### MATERIAL FOR THE TASK
use crate::error::{AutofillError, Result};
use crate::tools::{Tool, ToolContext, ToolResult};
use schemars::JsonSchema;
use serde::{Deserialize, Serialize};

/// Parameters for the list_presets tool
#[derive(Debug, Clone, Default, Serialize, Deserialize, JsonSchema)]
pub struct ListPresetsParams {
    /// Show the stored answers of this quiz instead of the quiz list
    #[serde(default)]
    pub quiz: Option<String>,
}

/// List stored quizzes, or the answers of one quiz
#[derive(Default)]
pub struct ListPresetsTool;

impl Tool for ListPresetsTool {
    type Params = ListPresetsParams;

    fn name(&self) -> &str {
        "list_presets"
    }

    fn execute_typed(&self, params: ListPresetsParams, context: &mut ToolContext) -> Result<ToolResult> {
        let repository = context.repository()?;
        context.restore_active_quiz(&repository)?;
        let presets = repository.load()?;

        if let Some(quiz) = params.quiz {
            let preset = presets
                .get(&quiz)
                .ok_or_else(|| AutofillError::QuizNotFound(quiz.clone()))?;
            let questions: Vec<_> = preset
                .sorted_question_ids()
                .into_iter()
                .map(|id| {
                    let record = &preset.questions[id];
                    serde_json::json!({
                        "question": id,
                        "type": record.question_type,
                        "text": record.paste_text(),
                    })
                })
                .collect();

            return Ok(ToolResult::success_with(serde_json::json!({
                "quiz": quiz,
                "created_at": preset.created_at,
                "updated_at": preset.updated_at,
                "questions": questions,
            })));
        }

        let quizzes: Vec<_> = presets
            .iter()
            .map(|(name, preset)| {
                serde_json::json!({
                    "quiz": name,
                    "count": preset.questions.len(),
                    "questions": preset.sorted_question_ids(),
                })
            })
            .collect();

        Ok(ToolResult::success_with(serde_json::json!({
            "host": repository.host(),
            "active_quiz": context.session.active_quiz(),
            "quizzes": quizzes,
        })))
    }
}

#[cfg(test)]
mod tests {
    use crate::quiz::model::{AnswerRecord, QuestionId};
    use crate::tools::test_support::*;
    use serde_json::json;

    #[test]
    fn test_list_quizzes_and_answers() {
        let mut harness = Harness::new(ATTEMPT_URL, "<div></div>");
        harness
            .repository()
            .update(|presets| {
                for (id, text) in [("Q10", "Rome"), ("Q2", "duty || reason")] {
                    presets.upsert_question("Week 1", QuestionId::parse(id).unwrap(), AnswerRecord::manual(text, 1), 1);
                }
                Ok(())
            })
            .unwrap();

        let all = harness.run("list_presets", json!({})).data.unwrap();
        assert_eq!(all["host"], "lms.example.edu");
        assert_eq!(all["quizzes"][0]["count"], 2);
        assert_eq!(all["quizzes"][0]["questions"], json!(["Q2", "Q10"]));

        let one = harness.run("list_presets", json!({"quiz": "Week 1"})).data.unwrap();
        assert_eq!(one["questions"][0]["type"], "multianswer");
        assert_eq!(one["questions"][1]["text"], "Rome");

        let missing = harness.run("list_presets", json!({"quiz": "Week 9"}));
        assert!(!missing.success);
    }
}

### ACTIVITY
Retype the listing above without a single difference.

### YOUR SOLUTION
use crate::error::{AutofillError, Result};
use crate::tools::{Tool, ToolContext, ToolResult};
use schemars::JsonSchema;
use serde::{Deserialize, Serialize};

/// Parameters for the list_presets tool
#[derive(Debug, Clone, Default, Serialize, Deserialize, JsonSchema)]
pub struct ListPresetsParams {
    /// Show the stored answers of this quiz instead of the quiz list
    #[serde(default)]
    pub quiz: Option<String>,
}

/// List stored quizzes, or the answers of one quiz
#[derive(Default)]
pub struct ListPresetsTool;

impl Tool for ListPresetsTool {
    type Params = ListPresetsParams;

    fn name(&self) -> &str {
        "list_presets"
    }

    fn execute_typed(&self, params: ListPresetsParams, context: &mut ToolContext) -> Result<ToolResult> {
        let repository = context.repository()?;
        context.restore_active_quiz(&repository)?;
        let presets = repository.load()?;

        if let Some(quiz) = params.quiz {
            let preset = presets
                .get(&quiz)
                .ok_or_else(|| AutofillError::QuizNotFound(quiz.clone()))?;
            let questions: Vec<_> = preset
                .sorted_question_ids()
                .into_iter()
                .map(|id| {
                    let record = &preset.questions[id];
                    serde_json::json!({
                        "question": id,
                        "type": record.question_type,
                        "text": record.paste_text(),
                    })
                })
                .collect();

            return Ok(ToolResult::success_with(serde_json::json!({
                "quiz": quiz,
                "created_at": preset.created_at,
                "updated_at": preset.updated_at,
                "questions": questions,
            })));
        }

        let quizzes: Vec<_> = presets
            .iter()
            .map(|(name, preset)| {
                serde_json::json!({
                    "quiz": name,
                    "count": preset.questions.len(),
                    "questions": preset.sorted_question_ids(),
                })
            })
            .collect();

        Ok(ToolResult::success_with(serde_json::json!({
            "host": repository.host(),
            "active_quiz": context.session.active_quiz(),
            "quizzes": quizzes,
        })))
    }
}

#[cfg(test)]
mod tests {
    use crate::quiz::model::{AnswerRecord, QuestionId};
    use crate::tools::test_support::*;
    use serde_json::json;

    #[test]
    fn test_list_quizzes_and_answers() {
        let mut harness = Harness::new(ATTEMPT_URL, "<div></div>");
        harness
            .repository()
            .update(|presets| {
                for (id, text) in [("Q10", "Rome"), ("Q2", "duty || reason")] {
                    presets.upsert_question("Week 1", QuestionId::parse(id).unwrap(), AnswerRecord::manual(text, 1), 1);
                }
                Ok(())
            })
            .unwrap();

        let all = harness.run("list_presets", json!({})).data.unwrap();
        assert_eq!(all["host"], "lms.example.edu");
        assert_eq!(all["quizzes"][0]["count"], 2);
        assert_eq!(all["quizzes"][0]["questions"], json!(["Q2", "Q10"]));

        let one = harness.run("list_presets", json!({"quiz": "Week 1"})).data.unwrap();
        assert_eq!(one["questions"][0]["type"], "multianswer");
        assert_eq!(one["questions"][1]["text"], "Rome");

        let missing = harness.run("list_presets", json!({"quiz": "Week 9"}));
        assert!(!missing.success);
    }
}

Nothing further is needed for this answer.